There is another twist to it from the European side. Displacement of a native rat by an invading species was not an entirely new phenomenon. During the eighteenth century the large Norway rat had all but displaced the ship rat throughout Europe, and in the nineteenth century was continuing the process in India, the United States and elsewhere. In England, the invading Norway rats with their many offspring and their large appetites had been identified by some with the then newly-arrived German royal dynasty and labelled the ‘Hanoverian’ rat, displacing the ‘old English’ rat. 21 In the New Zealand context the Norway and ship rats were both regarded as ‘English’ rats colonising the new country and displacing the ‘native’ or ‘Maori’ rat - a rather different analogy, but just as topical in its time. The other image from Buller’s 1884 address -of ‘smoothing down their dying pillow’ - has generally been attributed to Dr I.E. Featherston and often dated to 1856, evidently on the basis of Buller’s reference that he heard it from Featherston ‘just twenty-eight years ago’. Certainly Featherston frequently expressed his view of the impending extinction of the Maori race. In 1851 as secretary of the Wellington Constitutional Association he argued that there was no need to accord Maori any political rights because ‘there is no prospect of their becoming as a body sufficiently enlightened for the exercise of political privileges before the period of their extinction shall arrive’. 22 After he was elected Superintendent of Wellington he took a more humanitarian line. In his 1855 speech from the throne he told his Provincial Council that:

Although I myself have long since come to the conclusion that no human means can possibly prevent the extinction at no distant date of the Native Race...still humanity and sound policy equally plead in favour of our doing our utmost to retard that event." In 1860 Featherston (now in Parliament) spoke strongly against the ‘unjust and unholy war’ being waged against Maori in Taranaki. C.W. Richmond

retaliated by misquoting Featherston’s 1855 speech back at him, charging that his ‘temporising’ policy relied on the ‘hope’ of speedy extinction.

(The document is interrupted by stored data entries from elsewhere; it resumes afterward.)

//! Output sizing, drop shadow and the finished render.

use crate::config::{FaceGeometry, RenderOptions};
use crate::error::{GaugeError, Result};
use crate::geometry::{Affine, Point, Rect};
use crate::raster::blend_over;
use crate::svg::SvgDocument;
use image::RgbaImage;
use std::fmt;
use std::path::Path;
use tracing::info;

/// Placement of the face's design box inside the output canvas.
#[derive(Debug, Clone, Copy, PartialEq)]
pub struct FaceLayout {
    /// Uniform design-unit to pixel factor.
    pub scale: f64,
    /// Canvas position of the design box's top-left corner.
    pub origin: Point,
    pub width: u32,
    pub height: u32,
}

impl FaceLayout {
    pub fn point(&self, p: Point) -> Point {
        Point::new(self.origin.x + p.x * self.scale, self.origin.y + p.y * self.scale)
    }

    pub fn scaled(&self, v: f64) -> f64 {
        v * self.scale
    }

    pub fn rect(&self, r: Rect) -> Rect {
        let at = self.point(Point::new(r.x, r.y));
        Rect::new(at.x, at.y, self.scaled(r.width), self.scaled(r.height))
    }

    /// Design space to canvas.
    pub fn transform(&self) -> Affine {
        Affine::translate(self.origin.x, self.origin.y).then(&Affine::scale(self.scale, self.scale))
    }
}

/// Scales the face uniformly into the requested size and centers it.
///
/// In export mode the insets are subtracted first and the face is shifted
/// by the top and left insets.
pub fn layout_face(face: &FaceGeometry, options: &RenderOptions) -> FaceLayout {
    let insets = options.export_insets.unwrap_or_default();
    let available_w = (options.width as f64 - insets.horizontal()).max(1.0);
    let available_h = (options.height as f64 - insets.vertical()).max(1.0);
    let scale = (available_w / face.bounds_width.max(1.0)).min(available_h / face.bounds_height.max(1.0));
    FaceLayout {
        scale,
        origin: Point::new(
            insets.left + (available_w - face.bounds_width * scale) / 2.0,
            insets.top + (available_h - face.bounds_height * scale) / 2.0,
        ),
        width: options.width.max(1),
        height: options.height.max(1),
    }
}

// ============================================================================
// DROP SHADOW
// ============================================================================

const SHADOW_PASSES: usize = 3;
const SHADOW_OPACITY: f64 = 0.5;

/// Shadow of `image`: its alpha blurred, tinted black at half opacity and
/// offset by `edge`. The result is `edge` pixels wider and taller.
pub fn drop_shadow(image: &RgbaImage, edge: u32) -> RgbaImage {
    let (w, h) = (image.width() + edge, image.height() + edge);
    let mut alpha = vec![0.0f32; (w * h) as usize];
    for (x, y, pixel) in image.enumerate_pixels() {
        alpha[((y + edge) * w + x + edge) as usize] = pixel.0[3] as f32 / 255.0;
    }

    let radius = ((edge as f64 / 2.0).round() as usize).max(1);
    for _ in 0..SHADOW_PASSES {
        box_blur_horizontal(&mut alpha, w as usize, h as usize, radius);
        box_blur_vertical(&mut alpha, w as usize, h as usize, radius);
    }

    let mut shadow = RgbaImage::new(w, h);
    for (x, y, pixel) in shadow.enumerate_pixels_mut() {
        let a = alpha[(y * w + x) as usize] as f64 * SHADOW_OPACITY;
        pixel.0 = [0, 0, 0, (a * 255.0).round().clamp(0.0, 255.0) as u8];
    }
    shadow
}

fn box_blur_horizontal(buf: &mut [f32], w: usize, h: usize, radius: usize) {
    let mut row = vec![0.0f32; w];
    let window = (2 * radius + 1) as f32;
    for y in 0..h {
        let line = &buf[y * w..(y + 1) * w];
        for (x, out) in row.iter_mut().enumerate() {
            let lo = x.saturating_sub(radius);
            let hi = (x + radius).min(w - 1);
            *out = line[lo..=hi].iter().sum::<f32>() / window;
        }
        buf[y * w..(y + 1) * w].copy_from_slice(&row);
    }
}

fn box_blur_vertical(buf: &mut [f32], w: usize, h: usize, radius: usize) {
    let mut column = vec![0.0f32; h];
    let window = (2 * radius + 1) as f32;
    for x in 0..w {
        for (y, out) in column.iter_mut().enumerate() {
            let lo = y.saturating_sub(radius);
            let hi = (y + radius).min(h - 1);
            *out = (lo..=hi).map(|yy| buf[yy * w + x]).sum::<f32>() / window;
        }
        for (y, &v) in column.iter().enumerate() {
            buf[y * w + x] = v;
        }
    }
}

/// Source-over of `src` onto `dst` with `src`'s top-left at `(x, y)`.
pub fn composite_over(dst: &mut RgbaImage, src: &RgbaImage, x: i64, y: i64) {
    for (sx, sy, pixel) in src.enumerate_pixels() {
        let (dx, dy) = (sx as i64 + x, sy as i64 + y);
        if dx < 0 || dy < 0 || dx >= dst.width() as i64 || dy >= dst.height() as i64 {
            continue;
        }
        let [r, g, b, a] = pixel.0;
        blend_over(&mut dst.get_pixel_mut(dx as u32, dy as u32).0, [r, g, b], a as f64 / 255.0);
    }
}

// ============================================================================
// RENDER OUTPUT
// ============================================================================

/// Visual parts of a gauge, used to report layers a render had to leave out.
#[derive(Debug, Clone, Copy, PartialEq, Eq, Hash)]
pub enum GaugePart {
    Panel,
    Ranges,
    Labels,
    Needle,
    Hub,
    CentralValue,
}

impl fmt::Display for GaugePart {
    fn fmt(&self, f: &mut fmt::Formatter<'_>) -> fmt::Result {
        let name = match self {
            GaugePart::Panel => "panel",
            GaugePart::Ranges => "ranges",
            GaugePart::Labels => "labels",
            GaugePart::Needle => "needle",
            GaugePart::Hub => "hub",
            GaugePart::CentralValue => "central value",
        };
        f.write_str(name)
    }
}

#[derive(Debug, Clone, PartialEq)]
pub struct SkippedLayer {
    pub part: GaugePart,
    pub reason: String,
}

#[derive(Debug, Clone, PartialEq)]
pub enum GaugeOutput {
    Raster(RgbaImage),
    Vector(SvgDocument),
}

#[derive(Debug, Clone, PartialEq)]
pub struct RenderOutput {
    pub output: GaugeOutput,
    /// Layers left out because their input was unusable.
    pub skipped: Vec<SkippedLayer>,
}

impl RenderOutput {
    pub fn size(&self) -> (u32, u32) {
        match &self.output {
            GaugeOutput::Raster(image) => image.dimensions(),
            GaugeOutput::Vector(doc) => (doc.width as u32, doc.height as u32),
        }
    }

    pub fn image(&self) -> Option<&RgbaImage> {
        match &self.output {
            GaugeOutput::Raster(image) => Some(image),
            GaugeOutput::Vector(_) => None,
        }
    }

    pub fn is_skipped(&self, part: GaugePart) -> bool {
        self.skipped.iter().any(|s| s.part == part)
    }

    pub fn write_png(&self, path: impl AsRef<Path>) -> Result<()> {
        let image = self.image().ok_or_else(|| {
            GaugeError::InvalidArgument("vector output cannot be written as PNG".into())
        })?;
        image.save_with_format(path.as_ref(), image::ImageFormat::Png)?;
        info!(path = ?path.as_ref(), "gauge written");
        Ok(())
    }

    pub fn to_svg_string(&self) -> Option<String> {
        match &self.output {
            GaugeOutput::Vector(doc) => Some(doc.to_string()),
            GaugeOutput::Raster(_) => None,
        }
    }
}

Richmond, while defending the government’s war policy, thus contrived to take the humanitarian high ground: The extinction of the Maori race, I say, is the sole reliance of the temporizers, and it is one on which I should refuse to found a system, since it is our bound en duty by all means to counteract the decline of the Native people. 24

There was a fine line between predicting or expecting extinction, and hoping for it; the former was unexceptional and acceptable but, in public speeches at least, the latter was condemned as ‘wicked’. 25 During the Waikato campaign against Maori ‘rebels’ Featherston continued to maintain that the Maori race was dying out. In February 1866, at an election meeting in the Wellington Oddfellows Hall, he repeated his views: As it was utterly impossible to preserve the race, to prevent its speedy extinction; our chief duty was to make the dying couch of the race as easy - as comfortable as possible.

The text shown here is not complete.